Pregg and I agreed that the weakest play to us was Hate Restaurants. I did not empathize with any of the eccentric characters in the play (except maybe the chubby girl who had an amazing way of laughing during her short scene). There is no connection with me, so that I could have felt what they were feeling. Is it because it was written in English by an Australian? Or is it because the layers of characterization and ironies of the cast were unclear to me? Or maybe, I just did not get it.
We even liked the short presentation in the male CR during the first 10 minute break more. The red X was standing near the CR with a note in one of her arms that, “may putok dito.” The short scene happened in a male CR with two gay janitors killing a male student after getting his money and other valuables. The dialogue was in gayspeak. It was short, funny, and well-acted. Bravo to the two killers.
The third play was the best of the lot. Not solely because it was by Nick Pitchay. Mainly because I was able to relate to the play. With the carnival of our youth in the background, it rightfully captured the mystery and the thrill of the perya more so near the end of the play when the two characters rode the rollercoaster ride of their lives and finally found the perfect way to end whatever hold they have of each other. There was nothing holding them together anymore. Whatever it was, it has vanished with all the desaparecidos they have been hoping to find or has found but were still missing. Bravo to the two actors and the superb direction and set.

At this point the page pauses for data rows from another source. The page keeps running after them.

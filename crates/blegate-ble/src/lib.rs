//! Bluetooth Low Energy link for the blegate gateway
//!
//! This crate provides [`BleLink`], the btleplug implementation of the
//! `PeripheralLink` trait from `blegate-core`.
//!
//! ## Architecture
//!
//! - [`config`] - adapter selection, scan timeout and write type
//! - [`error`] - BLE errors and their mapping onto gateway connect/write errors
//! - [`discovery`] - adapter initialization and peripheral lookup by hardware address
//! - [`link`] - connect, subscribe, write and disconnect against one peripheral
//!
//! ## Usage
//!
//! ```rust,no_run
//! use blegate_ble::{BleLink, BleLinkConfig};
//! use blegate_core::DEFAULT_CHARACTERISTIC_UUID;
//!
//! # async fn example() -> Result<(), Box<dyn std::error::Error>> {
//! let config = BleLinkConfig::new().with_adapter_index(0);
//! let link = BleLink::open(config, DEFAULT_CHARACTERISTIC_UUID).await?;
//! # let _ = link;
//! # Ok(())
//! # }
//! ```
//!
//! The link never owns more than what the caller asks for. Serializing access to the
//! single radio is the runtime's job.

mod address;
pub mod config;
pub mod discovery;
pub mod error;
pub mod link;

pub use address::{from_bdaddr, to_bdaddr};
pub use config::BleLinkConfig;
pub use discovery::BleAdapter;
pub use error::{BleLinkError, Result};
pub use link::BleLink;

We went out of the CCP ground after 11PM giddy with culture. The Php200 fee was more than enough for the good experience. We are planning of watching again on Thursday since it is Pasig City Day and both of us were working in the Pasig part of Ortigas, thus, free of work. What will be performed were the two sets of plays that I have planned of watching with friends when I read the schedule of Virgin Labfest 5.
Cheers to the Virgin Labfest 5 for making us hungry for more performances!